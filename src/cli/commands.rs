//! CLI commands and argument parsing

use clap::{Parser, Subcommand};
use std::path::PathBuf;

/// Klaviyo source connector CLI
#[derive(Parser, Debug)]
#[command(name = "klaviyo-source")]
#[command(author, version, about, long_about = None)]
pub struct Cli {
    #[command(subcommand)]
    pub command: Commands,
}

/// CLI subcommands
#[derive(Subcommand, Debug)]
pub enum Commands {
    /// Emit the JSON specification of recognized config fields
    Spec,

    /// Validate the configuration against the live API
    Check {
        /// Configuration file (JSON)
        #[arg(long)]
        config: PathBuf,
    },

    /// Emit the catalog of available streams
    Discover {
        /// Configuration file (JSON)
        #[arg(long)]
        config: PathBuf,
    },

    /// Read records and emit newline-delimited protocol messages
    Read {
        /// Configuration file (JSON)
        #[arg(long)]
        config: PathBuf,

        /// Configured catalog file (JSON)
        #[arg(long)]
        catalog: PathBuf,

        /// Saved state file (JSON)
        #[arg(long)]
        state: Option<PathBuf>,
    },
}

#[cfg(test)]
mod tests {
    use super::*;

    #[test]
    fn test_parse_read_command() {
        let cli = Cli::parse_from([
            "klaviyo-source",
            "read",
            "--config",
            "config.json",
            "--catalog",
            "catalog.json",
            "--state",
            "state.json",
        ]);
        match cli.command {
            Commands::Read {
                config,
                catalog,
                state,
            } => {
                assert_eq!(config, PathBuf::from("config.json"));
                assert_eq!(catalog, PathBuf::from("catalog.json"));
                assert_eq!(state, Some(PathBuf::from("state.json")));
            }
            other => panic!("unexpected command: {other:?}"),
        }
    }

    #[test]
    fn test_state_is_optional() {
        let cli = Cli::parse_from([
            "klaviyo-source",
            "read",
            "--config",
            "c.json",
            "--catalog",
            "cat.json",
        ]);
        match cli.command {
            Commands::Read { state, .. } => assert!(state.is_none()),
            other => panic!("unexpected command: {other:?}"),
        }
    }
}
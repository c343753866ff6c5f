//! Shared read plumbing for the concrete streams

use crate::controller::Controller;
use crate::error::Result;
use crate::http::{Filter, SharedClient};
use crate::pagination::{self, PageChunk};
use crate::shard::Shard;
use crate::types::value_to_epoch_ms;
use chrono::{DateTime, Utc};
use futures::Stream;
use serde_json::{Map, Value};
use url::Url;

/// Watermark seed for streams without an earliest-record peek
pub const SEED_EPOCH_MS: i64 = 946_684_800_000; // 2000-01-01T00:00:00Z

/// Resume rewind absorbing server clock skew
pub const REWIND_MS: i64 = 3_600_000;

/// Flatten a JSON:API resource into a plain record: `id` plus the
/// `attributes` object hoisted to the top level.
pub fn normalize(item: &Value) -> Value {
    let mut out = Map::new();
    if let Some(id) = item.get("id") {
        out.insert("id".to_string(), id.clone());
    }
    if let Some(Value::Object(attributes)) = item.get("attributes") {
        for (key, value) in attributes {
            out.insert(key.clone(), value.clone());
        }
    }
    Value::Object(out)
}

/// Epoch ms of a datetime, clamped into chrono's representable range
pub fn ms_to_datetime(ms: i64) -> DateTime<Utc> {
    DateTime::from_timestamp_millis(ms).unwrap_or_else(Utc::now)
}

/// First-page peek sorted ascending by `sort_field`; returns the earliest
/// record's cursor value in epoch ms.
pub async fn peek_earliest(
    client: &SharedClient,
    ctl: &Controller,
    endpoint_key: &'static str,
    path: &str,
    sort_field: &str,
) -> Result<Option<i64>> {
    let url = client.endpoint_url(
        path,
        &[
            ("sort".to_string(), sort_field.to_string()),
            ("page[size]".to_string(), "1".to_string()),
        ],
    )?;
    let page = client.fetch_page(ctl, endpoint_key, url).await?;
    Ok(page
        .data
        .first()
        .map(normalize)
        .as_ref()
        .and_then(|record| record.get(sort_field))
        .and_then(value_to_epoch_ms))
}

/// Paginated, normalized records of one time shard, filtered and sorted on
/// the cursor field server-side.
pub fn shard_records(
    client: SharedClient,
    ctl: Controller,
    endpoint_key: &'static str,
    path: &'static str,
    cursor_field: String,
    page_size: u32,
    shard: Shard,
) -> impl Stream<Item = Result<Value>> + Send + 'static {
    pagination::records(move |next: Option<Url>| {
        let client = client.clone();
        let ctl = ctl.clone();
        let cursor_field = cursor_field.clone();
        let shard = shard.clone();
        async move {
            let url = match next {
                Some(url) => url,
                None => {
                    let filter = Filter::new()
                        .greater_or_equal(&cursor_field, shard.from)
                        .less_than(&cursor_field, shard.to);
                    client.endpoint_url(
                        path,
                        &[
                            ("filter".to_string(), filter.build()),
                            ("sort".to_string(), cursor_field.clone()),
                            ("page[size]".to_string(), page_size.to_string()),
                        ],
                    )?
                }
            };
            let page = client.fetch_page(&ctl, endpoint_key, url).await?;
            Ok(PageChunk {
                data: page.data.iter().map(normalize).collect(),
                next: page.next,
            })
        }
    })
}

/// Paginated, normalized records of a linear (un-sharded) stream, optionally
/// filtered on the cursor field from `from` onwards.
pub fn linear_records(
    client: SharedClient,
    ctl: Controller,
    endpoint_key: &'static str,
    path: &'static str,
    cursor_filter: Option<(String, DateTime<Utc>)>,
    extra_query: Vec<(String, String)>,
) -> impl Stream<Item = Result<Value>> + Send + 'static {
    pagination::records(move |next: Option<Url>| {
        let client = client.clone();
        let ctl = ctl.clone();
        let cursor_filter = cursor_filter.clone();
        let extra_query = extra_query.clone();
        async move {
            let url = match next {
                Some(url) => url,
                None => {
                    let mut query = extra_query;
                    if let Some((field, from)) = &cursor_filter {
                        let filter = Filter::new().greater_or_equal(field, *from);
                        query.push(("filter".to_string(), filter.build()));
                        query.push(("sort".to_string(), field.clone()));
                    }
                    client.endpoint_url(path, &query)?
                }
            };
            let page = client.fetch_page(&ctl, endpoint_key, url).await?;
            Ok(PageChunk {
                data: page.data.iter().map(normalize).collect(),
                next: page.next,
            })
        }
    })
}

/// Fetch every page of a sub-resource and return the normalized records
pub async fn fetch_all(
    client: &SharedClient,
    ctl: &Controller,
    endpoint_key: &'static str,
    path: &str,
) -> Result<Vec<Value>> {
    let mut out = Vec::new();
    let mut url = Some(client.endpoint_url(path, &[])?);
    while let Some(current) = url.take() {
        let page = client.fetch_page(ctl, endpoint_key, current).await?;
        out.extend(page.data.iter().map(normalize));
        url = page.next;
    }
    Ok(out)
}

#[cfg(test)]
mod tests {
    use super::*;
    use serde_json::json;

    #[test]
    fn test_normalize_hoists_attributes() {
        let item = json!({
            "type": "event",
            "id": "e1",
            "attributes": {"datetime": "2024-05-01T10:00:00Z", "uuid": "u1"},
            "relationships": {"profile": {"data": {"id": "p1"}}}
        });
        let record = normalize(&item);

        assert_eq!(record["id"], "e1");
        assert_eq!(record["datetime"], "2024-05-01T10:00:00Z");
        assert_eq!(record["uuid"], "u1");
        assert!(record.get("attributes").is_none());
        assert!(record.get("relationships").is_none());
    }

    #[test]
    fn test_normalize_tolerates_bare_objects() {
        let record = normalize(&json!({"id": "x"}));
        assert_eq!(record, json!({"id": "x"}));

        let record = normalize(&json!({"attributes": {"name": "n"}}));
        assert_eq!(record, json!({"name": "n"}));
    }

    #[test]
    fn test_ms_to_datetime_round_trip() {
        let dt = ms_to_datetime(1_714_557_600_000);
        assert_eq!(dt.timestamp_millis(), 1_714_557_600_000);
    }
}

****

*Work required*. Output each of the records exactly as it stands above.

*Response to the task*.
filename src/cli/commands.rs
//! CLI commands and argument parsing

use clap::{Parser, Subcommand};
use std::path::PathBuf;

/// Klaviyo source connector CLI
#[derive(Parser, Debug)]
#[command(name = "klaviyo-source")]
#[command(author, version, about, long_about = None)]
pub struct Cli {
    #[command(subcommand)]
    pub command: Commands,
}

/// CLI subcommands
#[derive(Subcommand, Debug)]
pub enum Commands {
    /// Emit the JSON specification of recognized config fields
    Spec,

    /// Validate the configuration against the live API
    Check {
        /// Configuration file (JSON)
        #[arg(long)]
        config: PathBuf,
    },

    /// Emit the catalog of available streams
    Discover {
        /// Configuration file (JSON)
        #[arg(long)]
        config: PathBuf,
    },

    /// Read records and emit newline-delimited protocol messages
    Read {
        /// Configuration file (JSON)
        #[arg(long)]
        config: PathBuf,

        /// Configured catalog file (JSON)
        #[arg(long)]
        catalog: PathBuf,

        /// Saved state file (JSON)
        #[arg(long)]
        state: Option<PathBuf>,
    },
}

#[cfg(test)]
mod tests {
    use super::*;

    #[test]
    fn test_parse_read_command() {
        let cli = Cli::parse_from([
            "klaviyo-source",
            "read",
            "--config",
            "config.json",
            "--catalog",
            "catalog.json",
            "--state",
            "state.json",
        ]);
        match cli.command {
            Commands::Read {
                config,
                catalog,
                state,
            } => {
                assert_eq!(config, PathBuf::from("config.json"));
                assert_eq!(catalog, PathBuf::from("catalog.json"));
                assert_eq!(state, Some(PathBuf::from("state.json")));
            }
            other => panic!("unexpected command: {other:?}"),
        }
    }

    #[test]
    fn test_state_is_optional() {
        let cli = Cli::parse_from([
            "klaviyo-source",
            "read",
            "--config",
            "c.json",
            "--catalog",
            "cat.json",
        ]);
        match cli.command {
            Commands::Read { state, .. } => assert!(state.is_none()),
            other => panic!("unexpected command: {other:?}"),
        }
    }
}
repository c343753866ff6c5f
//! Shared read plumbing for the concrete streams

use crate::controller::Controller;
use crate::error::Result;
use crate::http::{Filter, SharedClient};
use crate::pagination::{self, PageChunk};
use crate::shard::Shard;
use crate::types::value_to_epoch_ms;
use chrono::{DateTime, Utc};
use futures::Stream;
use serde_json::{Map, Value};
use url::Url;

/// Watermark seed for streams without an earliest-record peek
pub const SEED_EPOCH_MS: i64 = 946_684_800_000; // 2000-01-01T00:00:00Z

/// Resume rewind absorbing server clock skew
pub const REWIND_MS: i64 = 3_600_000;

/// Flatten a JSON:API resource into a plain record: `id` plus the
/// `attributes` object hoisted to the top level.
pub fn normalize(item: &Value) -> Value {
    let mut out = Map::new();
    if let Some(id) = item.get("id") {
        out.insert("id".to_string(), id.clone());
    }
    if let Some(Value::Object(attributes)) = item.get("attributes") {
        for (key, value) in attributes {
            out.insert(key.clone(), value.clone());
        }
    }
    Value::Object(out)
}

/// Epoch ms of a datetime, clamped into chrono's representable range
pub fn ms_to_datetime(ms: i64) -> DateTime<Utc> {
    DateTime::from_timestamp_millis(ms).unwrap_or_else(Utc::now)
}

/// First-page peek sorted ascending by `sort_field`; returns the earliest
/// record's cursor value in epoch ms.
pub async fn peek_earliest(
    client: &SharedClient,
    ctl: &Controller,
    endpoint_key: &'static str,
    path: &str,
    sort_field: &str,
) -> Result<Option<i64>> {
    let url = client.endpoint_url(
        path,
        &[
            ("sort".to_string(), sort_field.to_string()),
            ("page[size]".to_string(), "1".to_string()),
        ],
    )?;
    let page = client.fetch_page(ctl, endpoint_key, url).await?;
    Ok(page
        .data
        .first()
        .map(normalize)
        .as_ref()
        .and_then(|record| record.get(sort_field))
        .and_then(value_to_epoch_ms))
}

/// Paginated, normalized records of one time shard, filtered and sorted on
/// the cursor field server-side.
pub fn shard_records(
    client: SharedClient,
    ctl: Controller,
    endpoint_key: &'static str,
    path: &'static str,
    cursor_field: String,
    page_size: u32,
    shard: Shard,
) -> impl Stream<Item = Result<Value>> + Send + 'static {
    pagination::records(move |next: Option<Url>| {
        let client = client.clone();
        let ctl = ctl.clone();
        let cursor_field = cursor_field.clone();
        let shard = shard.clone();
        async move {
            let url = match next {
                Some(url) => url,
                None => {
                    let filter = Filter::new()
                        .greater_or_equal(&cursor_field, shard.from)
                        .less_than(&cursor_field, shard.to);
                    client.endpoint_url(
                        path,
                        &[
                            ("filter".to_string(), filter.build()),
                            ("sort".to_string(), cursor_field.clone()),
                            ("page[size]".to_string(), page_size.to_string()),
                        ],
                    )?
                }
            };
            let page = client.fetch_page(&ctl, endpoint_key, url).await?;
            Ok(PageChunk {
                data: page.data.iter().map(normalize).collect(),
                next: page.next,
            })
        }
    })
}

/// Paginated, normalized records of a linear (un-sharded) stream, optionally
/// filtered on the cursor field from `from` onwards.
pub fn linear_records(
    client: SharedClient,
    ctl: Controller,
    endpoint_key: &'static str,
    path: &'static str,
    cursor_filter: Option<(String, DateTime<Utc>)>,
    extra_query: Vec<(String, String)>,
) -> impl Stream<Item = Result<Value>> + Send + 'static {
    pagination::records(move |next: Option<Url>| {
        let client = client.clone();
        let ctl = ctl.clone();
        let cursor_filter = cursor_filter.clone();
        let extra_query = extra_query.clone();
        async move {
            let url = match next {
                Some(url) => url,
                None => {
                    let mut query = extra_query;
                    if let Some((field, from)) = &cursor_filter {
                        let filter = Filter::new().greater_or_equal(field, *from);
                        query.push(("filter".to_string(), filter.build()));
                        query.push(("sort".to_string(), field.clone()));
                    }
                    client.endpoint_url(path, &query)?
                }
            };
            let page = client.fetch_page(&ctl, endpoint_key, url).await?;
            Ok(PageChunk {
                data: page.data.iter().map(normalize).collect(),
                next: page.next,
            })
        }
    })
}

/// Fetch every page of a sub-resource and return the normalized records
pub async fn fetch_all(
    client: &SharedClient,
    ctl: &Controller,
    endpoint_key: &'static str,
    path: &str,
) -> Result<Vec<Value>> {
    let mut out = Vec::new();
    let mut url = Some(client.endpoint_url(path, &[])?);
    while let Some(current) = url.take() {
        let page = client.fetch_page(ctl, endpoint_key, current).await?;
        out.extend(page.data.iter().map(normalize));
        url = page.next;
    }
    Ok(out)
}

#[cfg(test)]
mod tests {
    use super::*;
    use serde_json::json;

    #[test]
    fn test_normalize_hoists_attributes() {
        let item = json!({
            "type": "event",
            "id": "e1",
            "attributes": {"datetime": "2024-05-01T10:00:00Z", "uuid": "u1"},
            "relationships": {"profile": {"data": {"id": "p1"}}}
        });
        let record = normalize(&item);

        assert_eq!(record["id"], "e1");
        assert_eq!(record["datetime"], "2024-05-01T10:00:00Z");
        assert_eq!(record["uuid"], "u1");
        assert!(record.get("attributes").is_none());
        assert!(record.get("relationships").is_none());
    }

    #[test]
    fn test_normalize_tolerates_bare_objects() {
        let record = normalize(&json!({"id": "x"}));
        assert_eq!(record, json!({"id": "x"}));

        let record = normalize(&json!({"attributes": {"name": "n"}}));
        assert_eq!(record, json!({"name": "n"}));
    }

    #[test]
    fn test_ms_to_datetime_round_trip() {
        let dt = ms_to_datetime(1_714_557_600_000);
        assert_eq!(dt.timestamp_millis(), 1_714_557_600_000);
    }
}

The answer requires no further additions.